В Лас-Вегасе хорошо думается терминами игры в карты, и я предложил генералу пригласить его в Панаму. Этой картой можно пользоваться на переговорах, использовать его в политической игре с США. «Да, — сказал генерал. — Я думал об этом и написал ему послание, когда он был на Бермудах, однако он не удостоил меня ответом».
Хотя тогда он больше мне ничего не сказал, я уверен, что он уже думал о заложниках — американцах, находящихся в Посольстве США в Тегеране, о приближающихся выборах в США, где Картер ожидал своего переизбрания, которое во многом зависело от того, удастся ли их освободить, и об ужасной опасности, которую представлял его соперник на выборах Рональд Рейган. Для Панамы, Никарагуа, всего региона Центральной Америки, да и для всего мира.

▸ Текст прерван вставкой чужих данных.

#[cfg(test)]
mod tests {
    use super::*;
    use crate::config::{CoordCalibrations, Settings};
    use crate::environment::ObjectManager;
    use crate::robot_vision::tests::RecordingRobot;
    use serde_json::json;

    fn record(tag: &str, parameters: Json) -> CommandRecord {
        CommandRecord {
            type_logic: tag.to_string(),
            parameters: parameters.as_object().cloned().unwrap_or_default(),
        }
    }

    struct Harness {
        env: Environment,
        robot: Arc<RecordingRobot>,
        namespace: Mutex<Namespace>,
        token: CancellationToken,
    }

    impl Harness {
        fn new() -> Self {
            Self::with_env(|env| env)
        }

        /// A harness whose environment is finished by `configure`; the robot is always attached.
        fn with_env(configure: impl FnOnce(Environment) -> Environment) -> Self {
            Self::with_objects(ObjectManager::new(), configure)
        }

        fn with_objects(objects: ObjectManager, configure: impl FnOnce(Environment) -> Environment) -> Self {
            let robot = Arc::new(RecordingRobot::default());
            let env = configure(Environment::new(Settings::default(), Arc::new(objects)).with_robot(robot.clone()));
            Self { env, robot, namespace: Mutex::new(Namespace::new()), token: CancellationToken::new() }
        }

        fn run(&self, tag: &str, parameters: Json) -> Outcome {
            let command = Command::build(&record(tag, parameters), &self.env);
            command.run(&self.ctx())
        }

        fn ctx(&self) -> RunContext<'_> {
            RunContext {
                env: &self.env,
                namespace: &self.namespace,
                token: &self.token,
                poll: Duration::from_millis(5),
            }
        }

        fn var(&self, name: &str) -> Option<f64> {
            self.namespace.lock().unwrap().get_variable(name)
        }
    }

    #[test]
    fn every_tag_round_trips() {
        for tag in CommandTag::ALL {
            assert_eq!(CommandTag::from_tag(tag.as_str()), Some(*tag));
        }
        assert_eq!(CommandTag::ALL.len(), 22);
        assert_eq!(CommandTag::from_tag("SelfDestructCommand"), None);
    }

    #[test]
    fn move_commands_evaluate_expressions() {
        let h = Harness::new();
        h.namespace.lock().unwrap().insert("offset", 2.0);
        assert_eq!(h.run("MoveXYZCommand", json!({"x": "offset * 5", "y": 3, "z": "1 + 1", "relative": true})), Outcome::Success);
        assert_eq!(h.run("MoveWristCommand", json!({"angle": "90"})), Outcome::Success);
        assert_eq!(h.robot.calls(), vec!["set_pos(10, 3, 2, true)", "set_servo_angles([(3, 90.0)], false)"]);
    }

    #[test]
    fn bad_expression_fails_without_side_effects() {
        let h = Harness::new();
        assert_eq!(h.run("MoveXYZCommand", json!({"x": "1/0", "y": 0, "z": 0})), Outcome::Failure);
        assert_eq!(h.run("SpeedCommand", json!({"speed": "-4"})), Outcome::Failure);
        assert!(h.robot.calls().is_empty());
    }

    #[test]
    fn servo_selection_maps_to_indices() {
        let h = Harness::new();
        assert_eq!(h.run("DetachCommand", json!({"servo1": true, "servo3": true})), Outcome::Success);
        assert_eq!(h.run("AttachCommand", json!({"servo4": true})), Outcome::Success);
        assert_eq!(h.run("GripCommand", json!({})), Outcome::Success);
        assert_eq!(
            h.robot.calls(),
            vec!["set_active_servos([(0, false), (2, false)])", "set_active_servos([(3, true)])", "set_gripper(true)"]
        );
    }

    #[test]
    fn construction_errors_short_circuit() {
        let env = Environment::new(Settings::default(), Arc::new(ObjectManager::new()));
        let command = Command::build(&record("GripCommand", json!({})), &env);
        assert_eq!(command.errors(), &[ConstructionError::RobotNotConnected]);

        let h = Harness::new();
        let ctx = h.ctx();
        assert_eq!(command.run(&ctx), Outcome::Failure);

        let missing = Command::build(&record("SetVariableCommand", json!({"variable": "x"})), &h.env);
        assert_eq!(missing.errors(), &[ConstructionError::MissingParameter("expression".into())]);
        assert_eq!(missing.run(&ctx), Outcome::Failure);
        assert_eq!(h.var("x"), None);
    }

    #[test]
    fn vision_commands_require_camera_and_objects() {
        let h = Harness::new();
        let command = Command::build(&record("TestObjectSeenCommand", json!({"objectID": "Cup", "age": 5, "ptCount": 0})), &h.env);
        assert!(command.errors().contains(&ConstructionError::CameraNotConnected));
        assert!(command.errors().contains(&ConstructionError::ObjectNotFound("Cup".into())));

        let pickup = Command::build(&record("PickupObjectCommand", json!({"objectID": "Cup"})), &h.env);
        assert!(pickup.errors().contains(&ConstructionError::CalibrationMissing));
        assert!(pickup.errors().contains(&ConstructionError::ObjectNotFound(ROBOT_MARKER.into())));
    }

    #[test]
    fn calibration_needs_three_pairs() {
        let mut h = Harness::new();
        h.env.settings.coord_calibrations = CoordCalibrations {
            pt_pairs: vec![PointPair { camera: [0.0, 0.0], robot: [0.0, 0.0, 0.0] }; 2],
            ground_pos: Some([0.0, 0.0, 0.0]),
        };
        let command = Command::build(&record("MoveRelativeToObjectCommand", json!({"objectID": "Cup", "x": 0, "y": 0, "z": 0})), &h.env);
        assert!(command.errors().contains(&ConstructionError::CalibrationMissing));
    }

    #[test]
    fn unknown_tag_builds_an_always_failing_command() {
        let h = Harness::new();
        let command = Command::build(&record("TeleportCommand", json!({})), &h.env);
        assert_eq!(command.tag(), None);
        assert_eq!(command.errors(), &[ConstructionError::UnknownCommandType("TeleportCommand".into())]);
        assert_eq!(command.run(&h.ctx()), Outcome::Failure);
    }

    #[test]
    fn variable_commands() {
        let h = Harness::new();
        assert_eq!(h.run("SetVariableCommand", json!({"variable": "x", "expression": "5"})), Outcome::Success);
        assert_eq!(h.var("x"), Some(5.0));
        assert_eq!(h.run("TestVariableCommand", json!({"variable": "x", "test": 0, "expression": "2 + 3"})), Outcome::Success);
        assert_eq!(h.run("TestVariableCommand", json!({"variable": "x", "test": 1, "expression": "5"})), Outcome::Failure);
        assert_eq!(h.run("TestVariableCommand", json!({"variable": "x", "test": 2, "expression": "4"})), Outcome::Success);
        assert_eq!(h.run("TestVariableCommand", json!({"variable": "x", "test": "<", "expression": "4"})), Outcome::Failure);
        assert_eq!(h.run("TestVariableCommand", json!({"variable": "x", "test": 0, "expression": "nope"})), Outcome::Failure);
    }

    #[test]
    fn test_variable_evaluates_its_expression_once() {
        let h = Harness::new();
        h.run("TestVariableCommand", json!({"variable": "x", "test": 0, "expression": "robot.set_speed(5)"}));
        assert_eq!(h.robot.calls(), vec!["set_speed(5)"]);
    }

    #[test]
    fn test_variable_expression_stays_inside_its_comparison() {
        let h = Harness::new();
        assert_eq!(h.run("TestVariableCommand", json!({"variable": "x", "test": 1, "expression": "0) or (1"})), Outcome::Failure);
    }

    #[test]
    fn test_variable_creates_unset_variable_at_zero() {
        let h = Harness::new();
        assert_eq!(h.run("TestVariableCommand", json!({"variable": "fresh", "test": 0, "expression": "0"})), Outcome::Success);
        assert_eq!(h.var("fresh"), Some(0.0));
    }

    #[test]
    fn program_control_signals() {
        let h = Harness::new();
        assert_eq!(h.run("EndProgramCommand", json!({})), Outcome::KillProgram);
        assert_eq!(h.run("EndEventCommand", json!({})), Outcome::ExitEvent);
        assert_eq!(h.run("StartBlockCommand", json!({})), Outcome::Success);
        assert_eq!(h.run("ElseCommand", json!({})), Outcome::Success);
    }

    #[test]
    fn script_command_shares_variables() {
        let h = Harness::new();
        assert_eq!(h.run("ScriptCommand", json!({"script": "a = 3\nb = a * 2\nrobot.set_speed(b)"})), Outcome::Success);
        assert_eq!(h.var("b"), Some(6.0));
        assert_eq!(h.robot.calls(), vec!["set_speed(6)"]);
        assert_eq!(h.run("ScriptCommand", json!({"script": "c = nothing"})), Outcome::Failure);
    }

    #[test]
    fn wait_is_cut_short_by_cancellation() {
        let h = Harness::new();
        h.token.cancel();
        let start = std::time::Instant::now();
        assert_eq!(h.run("WaitCommand", json!({"time": "30"})), Outcome::Failure);
        assert!(start.elapsed() < Duration::from_millis(100));
    }

    #[test]
    fn out_of_range_durations_fail_instead_of_sleeping() {
        let h = Harness::new();
        let start = std::time::Instant::now();
        assert_eq!(h.run("WaitCommand", json!({"time": "1e20"})), Outcome::Failure);
        assert_eq!(h.run("WaitCommand", json!({"time": "-1"})), Outcome::Failure);
        assert_eq!(h.run("BuzzerCommand", json!({"frequency": 440, "time": "1e20", "waitForBuzzer": true})), Outcome::Failure);
        assert!(start.elapsed() < Duration::from_millis(100));
        assert!(h.robot.calls().is_empty());
    }

    fn wave() -> MotionPath {
        use crate::core_modules::motion_path::PathFrame;
        MotionPath::new(vec![
            PathFrame { time: 0.0, angles: vec![90.0], gripper: None },
            PathFrame { time: 0.02, angles: vec![80.0], gripper: None },
        ])
    }

    #[test]
    fn motion_recording_plays_at_evaluated_speed() {
        let mut objects = ObjectManager::new();
        objects.add_motion_path("Wave", wave());
        let h = Harness::with_objects(objects, |env| env);
        h.namespace.lock().unwrap().insert("pace", 2.0);

        let forward = json!({"objectID": "Wave", "speed": "pace"});
        assert_eq!(h.run("PlayMotionRecordingCommand", forward), Outcome::Success);
        let backward = json!({"objectID": "Wave", "speed": 4, "reversed": true});
        assert_eq!(h.run("PlayMotionRecordingCommand", backward), Outcome::Success);
        assert_eq!(
            h.robot.calls(),
            vec![
                "set_servo_angles([(0, 90.0)], false)",
                "set_servo_angles([(0, 80.0)], false)",
                "set_servo_angles([(0, 80.0)], false)",
                "set_servo_angles([(0, 90.0)], false)",
            ]
        );
    }

    #[test]
    fn motion_recording_rejects_bad_speed_and_unknown_paths() {
        let mut objects = ObjectManager::new();
        objects.add_motion_path("Wave", wave());
        let h = Harness::with_objects(objects, |env| env);
        assert_eq!(h.run("PlayMotionRecordingCommand", json!({"objectID": "Wave", "speed": "0"})), Outcome::Failure);
        assert_eq!(h.run("PlayMotionRecordingCommand", json!({"objectID": "Wave", "speed": "-1"})), Outcome::Failure);
        assert_eq!(h.run("PlayMotionRecordingCommand", json!({"objectID": "Wave", "speed": "1e-20"})), Outcome::Failure);
        assert_eq!(h.run("PlayMotionRecordingCommand", json!({"objectID": "Wave", "speed": "1/0"})), Outcome::Failure);
        assert!(h.robot.calls().is_empty());

        let missing = Command::build(&record("PlayMotionRecordingCommand", json!({"objectID": "Dance", "speed": 1})), &h.env);
        assert_eq!(missing.errors(), &[ConstructionError::ObjectNotFound("Dance".into())]);
    }

    #[test]
    fn object_location_modes_and_negation() {
        use crate::core_modules::features::tests::textured_image;
        use crate::vision::tests::StillCamera;

        let image = textured_image(200, 160, 7);
        let mut objects = ObjectManager::new();
        objects.add_trackable(Trackable {
            name: "Book".to_string(),
            image: image.clone(),
            rect: Rect::from_corners(Point2::new(40.0, 30.0), Point2::new(160.0, 130.0)),
            height: 0.0,
        });
        let vision = Arc::new(Vision::new(Arc::new(StillCamera::new(&image)), Default::default()));
        let h = Harness::with_objects(objects, |env| env.with_vision(vision.clone()));

        // The book's corners sit near (40, 30) and (160, 130); its centre near (100, 80).
        let whole_frame = json!([[0, 0], [199, 159]]);
        let top_left = json!([[0, 0], [120, 100]]);
        let corner = json!([[0, 0], [20, 20]]);
        let cases = [
            (&whole_frame, "any", true),
            (&whole_frame, "all", true),
            (&whole_frame, "center", true),
            (&top_left, "any", true),
            (&top_left, "all", false),
            (&top_left, "center", true),
            (&corner, "any", false),
            (&corner, "all", false),
            (&corner, "center", false),
        ];
        let commands: Vec<(Command, bool)> = cases
            .iter()
            .flat_map(|(region, part, inside)| {
                [false, true].map(|negate| {
                    let parameters = json!({"objectID": "Book", "location": region, "part": part, "not": negate});
                    let command = Command::build(&record("TestObjectLocationCommand", parameters), &h.env);
                    assert!(command.errors().is_empty(), "{:?}", command.errors());
                    (command, *inside != negate)
                })
            })
            .collect();
        assert!(vision.update());

        let ctx = h.ctx();
        for (command, expected) in &commands {
            assert_eq!(command.run(&ctx), Outcome::from(*expected), "{}", command.describe());
        }
    }

    #[test]
    fn buzzer_can_wait_for_its_tone() {
        let h = Harness::new();
        assert_eq!(h.run("BuzzerCommand", json!({"frequency": 440, "time": "0.02", "waitForBuzzer": true})), Outcome::Success);
        assert_eq!(h.robot.calls(), vec!["set_buzzer(440, 0.02)"]);
    }
}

Рейган уже опубликовал несколько ироничных, в духе женских сплетен, статей, направленных против Торрихоса. Так что хотя Торрихос и не был крупным политическим аналитиком, но он отдавал себе отчёт, что в любом случае было бы важно иметь шаха у себя в стране, под рукой. Это было ясно.
Но это было не ясно для тех, кто вышел потом на улицы протестовать против приезда шаха в Панаму, для тех, кто, таким образом, потом не имел права протестовать против агрессии США в Гренаду, против угроз в адрес Никарагуа, вмешательства в Гондурасе, бомбардировки Триполи, выдворения из страны своих собственных стариков и больных, «обостряя противоречия», как это любят называть ультралевые. Репутация Рейгана позволяла предвидеть всё это.
С шахом в Панаме было бы возможным добиться освобождения американских заложников, что могло бы предотвратить приход к власти Рейгана. А без него на мировой политической сцене все освободительные движения получили бы время для своего укрепления и развития.
Кстати, хотя шах и не ответил генералу, его первой реакцией на приглашение был короткий визит в Панаму его сына, наследного принца Ирана, прибывшего с сестрой шаха на несколько дней отдыха на о-ве Контадора.